_Task details_
If a line in the material below holds the string "invalid", tally it, then give the tally alone.

◇ ◇ ◇ ◇ ◇ ◇ ◇

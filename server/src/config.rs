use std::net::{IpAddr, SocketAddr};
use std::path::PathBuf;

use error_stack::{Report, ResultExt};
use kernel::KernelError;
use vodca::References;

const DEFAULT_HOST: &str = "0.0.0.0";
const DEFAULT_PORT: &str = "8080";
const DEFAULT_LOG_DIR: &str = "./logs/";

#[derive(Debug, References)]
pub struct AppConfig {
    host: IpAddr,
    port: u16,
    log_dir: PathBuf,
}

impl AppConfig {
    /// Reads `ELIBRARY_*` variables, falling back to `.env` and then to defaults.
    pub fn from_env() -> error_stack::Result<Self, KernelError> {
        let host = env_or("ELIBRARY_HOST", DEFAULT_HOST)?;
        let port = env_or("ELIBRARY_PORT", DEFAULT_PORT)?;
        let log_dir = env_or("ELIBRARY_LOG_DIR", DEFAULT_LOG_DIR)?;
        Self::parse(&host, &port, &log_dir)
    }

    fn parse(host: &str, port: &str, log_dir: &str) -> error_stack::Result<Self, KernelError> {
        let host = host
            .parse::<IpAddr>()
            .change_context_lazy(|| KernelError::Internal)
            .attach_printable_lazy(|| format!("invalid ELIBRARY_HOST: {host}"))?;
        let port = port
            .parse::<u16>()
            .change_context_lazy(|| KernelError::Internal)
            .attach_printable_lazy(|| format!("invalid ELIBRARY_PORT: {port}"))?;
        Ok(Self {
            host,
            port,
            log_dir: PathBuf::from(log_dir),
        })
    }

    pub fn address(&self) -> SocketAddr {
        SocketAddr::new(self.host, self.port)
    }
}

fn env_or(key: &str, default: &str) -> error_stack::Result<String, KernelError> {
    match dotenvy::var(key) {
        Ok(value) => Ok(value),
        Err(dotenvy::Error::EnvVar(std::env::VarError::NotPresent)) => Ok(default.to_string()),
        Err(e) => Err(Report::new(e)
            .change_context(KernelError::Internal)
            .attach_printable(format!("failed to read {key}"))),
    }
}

◇ ◇ ◇ ◇ ◇ ◇ ◇

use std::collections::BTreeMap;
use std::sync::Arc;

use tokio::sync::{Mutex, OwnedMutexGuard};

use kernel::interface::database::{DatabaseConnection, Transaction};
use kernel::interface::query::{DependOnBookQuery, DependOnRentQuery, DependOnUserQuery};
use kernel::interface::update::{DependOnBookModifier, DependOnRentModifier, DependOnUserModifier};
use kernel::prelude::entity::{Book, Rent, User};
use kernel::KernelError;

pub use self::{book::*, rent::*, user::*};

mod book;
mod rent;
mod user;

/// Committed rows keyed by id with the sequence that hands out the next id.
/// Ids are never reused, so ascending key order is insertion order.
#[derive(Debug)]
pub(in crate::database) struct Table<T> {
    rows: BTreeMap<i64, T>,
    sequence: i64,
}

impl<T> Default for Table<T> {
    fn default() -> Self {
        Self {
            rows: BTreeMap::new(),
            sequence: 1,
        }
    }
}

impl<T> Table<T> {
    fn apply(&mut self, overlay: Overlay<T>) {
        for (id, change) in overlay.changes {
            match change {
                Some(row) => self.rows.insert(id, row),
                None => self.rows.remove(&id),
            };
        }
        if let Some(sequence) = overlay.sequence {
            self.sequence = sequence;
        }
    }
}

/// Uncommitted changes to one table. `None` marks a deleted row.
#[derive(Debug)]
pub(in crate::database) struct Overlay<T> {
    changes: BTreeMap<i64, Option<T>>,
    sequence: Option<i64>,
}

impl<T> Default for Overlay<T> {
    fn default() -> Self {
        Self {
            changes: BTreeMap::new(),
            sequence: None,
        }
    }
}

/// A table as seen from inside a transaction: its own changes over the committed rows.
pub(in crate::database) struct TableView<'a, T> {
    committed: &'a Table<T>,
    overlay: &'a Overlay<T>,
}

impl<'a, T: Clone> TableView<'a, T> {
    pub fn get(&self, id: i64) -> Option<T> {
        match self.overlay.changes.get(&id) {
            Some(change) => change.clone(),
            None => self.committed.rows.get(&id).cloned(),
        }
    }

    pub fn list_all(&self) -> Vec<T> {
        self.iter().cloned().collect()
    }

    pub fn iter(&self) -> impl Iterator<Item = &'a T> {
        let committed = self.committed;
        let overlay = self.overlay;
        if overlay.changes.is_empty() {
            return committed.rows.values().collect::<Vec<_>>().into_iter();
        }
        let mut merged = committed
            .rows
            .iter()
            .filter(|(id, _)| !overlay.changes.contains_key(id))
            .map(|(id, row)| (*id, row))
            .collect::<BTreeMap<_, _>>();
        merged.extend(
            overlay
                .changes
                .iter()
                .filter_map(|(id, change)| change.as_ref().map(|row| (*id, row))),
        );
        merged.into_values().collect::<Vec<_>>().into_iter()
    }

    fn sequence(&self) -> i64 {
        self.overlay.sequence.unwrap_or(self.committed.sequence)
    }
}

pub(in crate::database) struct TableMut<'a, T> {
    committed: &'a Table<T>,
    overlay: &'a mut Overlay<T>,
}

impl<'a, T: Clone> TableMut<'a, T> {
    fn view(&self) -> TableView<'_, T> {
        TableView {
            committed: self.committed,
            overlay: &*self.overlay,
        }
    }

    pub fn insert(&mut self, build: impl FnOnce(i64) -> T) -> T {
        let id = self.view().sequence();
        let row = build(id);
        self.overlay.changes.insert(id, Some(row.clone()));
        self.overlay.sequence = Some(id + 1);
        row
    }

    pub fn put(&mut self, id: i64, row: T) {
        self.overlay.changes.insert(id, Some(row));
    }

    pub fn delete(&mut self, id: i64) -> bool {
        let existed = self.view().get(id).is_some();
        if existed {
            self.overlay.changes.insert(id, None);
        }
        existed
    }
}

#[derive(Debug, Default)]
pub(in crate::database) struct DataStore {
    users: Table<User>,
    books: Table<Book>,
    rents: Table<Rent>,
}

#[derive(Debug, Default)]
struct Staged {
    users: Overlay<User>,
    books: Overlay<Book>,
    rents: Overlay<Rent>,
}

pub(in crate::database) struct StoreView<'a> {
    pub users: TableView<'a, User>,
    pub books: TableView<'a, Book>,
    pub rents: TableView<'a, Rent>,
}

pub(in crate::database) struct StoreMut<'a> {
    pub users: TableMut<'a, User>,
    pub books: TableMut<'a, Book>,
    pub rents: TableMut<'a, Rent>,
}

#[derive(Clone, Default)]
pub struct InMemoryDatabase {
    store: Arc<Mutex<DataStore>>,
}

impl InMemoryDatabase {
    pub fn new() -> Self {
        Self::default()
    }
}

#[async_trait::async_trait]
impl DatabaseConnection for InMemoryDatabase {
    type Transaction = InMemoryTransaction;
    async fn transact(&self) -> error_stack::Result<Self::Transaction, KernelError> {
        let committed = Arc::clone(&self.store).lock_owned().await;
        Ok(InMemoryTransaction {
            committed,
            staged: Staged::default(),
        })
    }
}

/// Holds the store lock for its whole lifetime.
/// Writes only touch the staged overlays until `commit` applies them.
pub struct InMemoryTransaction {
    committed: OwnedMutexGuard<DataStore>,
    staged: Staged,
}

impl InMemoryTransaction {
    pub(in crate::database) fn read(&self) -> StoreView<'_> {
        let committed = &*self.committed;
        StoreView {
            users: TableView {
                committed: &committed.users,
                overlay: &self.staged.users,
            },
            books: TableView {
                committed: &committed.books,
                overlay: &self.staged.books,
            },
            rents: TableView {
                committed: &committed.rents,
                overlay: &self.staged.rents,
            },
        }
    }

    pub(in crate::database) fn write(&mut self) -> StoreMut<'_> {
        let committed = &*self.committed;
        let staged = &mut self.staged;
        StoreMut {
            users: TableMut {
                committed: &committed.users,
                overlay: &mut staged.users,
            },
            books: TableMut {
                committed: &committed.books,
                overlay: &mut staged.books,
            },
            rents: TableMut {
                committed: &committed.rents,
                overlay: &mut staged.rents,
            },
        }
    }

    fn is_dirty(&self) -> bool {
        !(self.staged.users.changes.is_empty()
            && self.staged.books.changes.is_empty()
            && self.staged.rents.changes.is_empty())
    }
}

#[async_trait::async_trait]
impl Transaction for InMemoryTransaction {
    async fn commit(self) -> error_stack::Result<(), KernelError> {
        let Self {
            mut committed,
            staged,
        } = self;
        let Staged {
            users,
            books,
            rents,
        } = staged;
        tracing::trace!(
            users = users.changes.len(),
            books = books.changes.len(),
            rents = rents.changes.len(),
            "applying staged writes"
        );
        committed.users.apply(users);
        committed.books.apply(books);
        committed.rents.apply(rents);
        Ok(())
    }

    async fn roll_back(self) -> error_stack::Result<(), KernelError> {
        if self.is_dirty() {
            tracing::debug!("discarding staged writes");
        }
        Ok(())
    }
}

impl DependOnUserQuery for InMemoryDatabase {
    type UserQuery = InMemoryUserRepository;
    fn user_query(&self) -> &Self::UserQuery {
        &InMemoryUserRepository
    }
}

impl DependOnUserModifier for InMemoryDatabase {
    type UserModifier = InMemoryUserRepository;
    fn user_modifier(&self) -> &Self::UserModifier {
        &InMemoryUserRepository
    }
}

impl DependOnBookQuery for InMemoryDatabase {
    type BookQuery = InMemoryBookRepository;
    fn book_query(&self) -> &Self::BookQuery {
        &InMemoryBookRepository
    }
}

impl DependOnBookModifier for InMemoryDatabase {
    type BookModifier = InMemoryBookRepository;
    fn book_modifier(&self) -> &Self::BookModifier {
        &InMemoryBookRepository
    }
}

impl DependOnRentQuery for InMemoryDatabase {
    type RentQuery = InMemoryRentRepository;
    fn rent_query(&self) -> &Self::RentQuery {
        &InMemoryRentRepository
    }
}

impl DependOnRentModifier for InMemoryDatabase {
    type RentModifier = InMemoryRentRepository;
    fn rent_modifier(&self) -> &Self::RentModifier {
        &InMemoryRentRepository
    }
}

◇ ◇ ◇ ◇ ◇ ◇ ◇

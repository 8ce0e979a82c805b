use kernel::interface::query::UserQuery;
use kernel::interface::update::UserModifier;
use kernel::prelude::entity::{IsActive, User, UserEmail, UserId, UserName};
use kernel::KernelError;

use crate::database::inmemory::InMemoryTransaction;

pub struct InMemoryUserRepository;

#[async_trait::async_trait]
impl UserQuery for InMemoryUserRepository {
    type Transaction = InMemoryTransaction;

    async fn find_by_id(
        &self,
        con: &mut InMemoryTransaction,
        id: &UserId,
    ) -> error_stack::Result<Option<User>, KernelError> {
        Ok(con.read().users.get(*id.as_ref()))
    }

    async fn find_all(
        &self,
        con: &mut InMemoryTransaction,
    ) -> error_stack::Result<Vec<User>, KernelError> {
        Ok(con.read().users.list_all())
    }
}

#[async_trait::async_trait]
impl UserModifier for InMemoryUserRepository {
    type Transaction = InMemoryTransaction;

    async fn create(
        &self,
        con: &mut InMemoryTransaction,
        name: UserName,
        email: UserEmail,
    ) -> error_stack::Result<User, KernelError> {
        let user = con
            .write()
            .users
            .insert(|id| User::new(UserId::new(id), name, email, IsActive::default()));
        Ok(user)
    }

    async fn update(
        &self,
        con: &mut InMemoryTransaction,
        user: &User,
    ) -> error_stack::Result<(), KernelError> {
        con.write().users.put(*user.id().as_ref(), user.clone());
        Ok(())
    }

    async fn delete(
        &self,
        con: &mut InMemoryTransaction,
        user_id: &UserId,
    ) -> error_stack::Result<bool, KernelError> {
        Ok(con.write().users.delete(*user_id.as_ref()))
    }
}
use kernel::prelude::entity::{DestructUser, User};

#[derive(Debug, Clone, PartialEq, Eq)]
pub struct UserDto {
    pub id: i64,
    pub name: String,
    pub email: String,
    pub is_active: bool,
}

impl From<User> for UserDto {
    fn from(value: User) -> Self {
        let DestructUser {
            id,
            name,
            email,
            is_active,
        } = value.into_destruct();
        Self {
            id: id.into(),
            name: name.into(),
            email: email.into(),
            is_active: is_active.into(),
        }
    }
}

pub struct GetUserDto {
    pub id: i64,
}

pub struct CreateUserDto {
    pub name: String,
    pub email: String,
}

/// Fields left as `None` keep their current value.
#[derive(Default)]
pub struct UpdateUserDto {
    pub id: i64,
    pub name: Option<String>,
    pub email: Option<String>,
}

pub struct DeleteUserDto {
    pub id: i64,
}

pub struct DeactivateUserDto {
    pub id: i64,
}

◇ ◇ ◇ ◇ ◇ ◇ ◇

_Task response_
2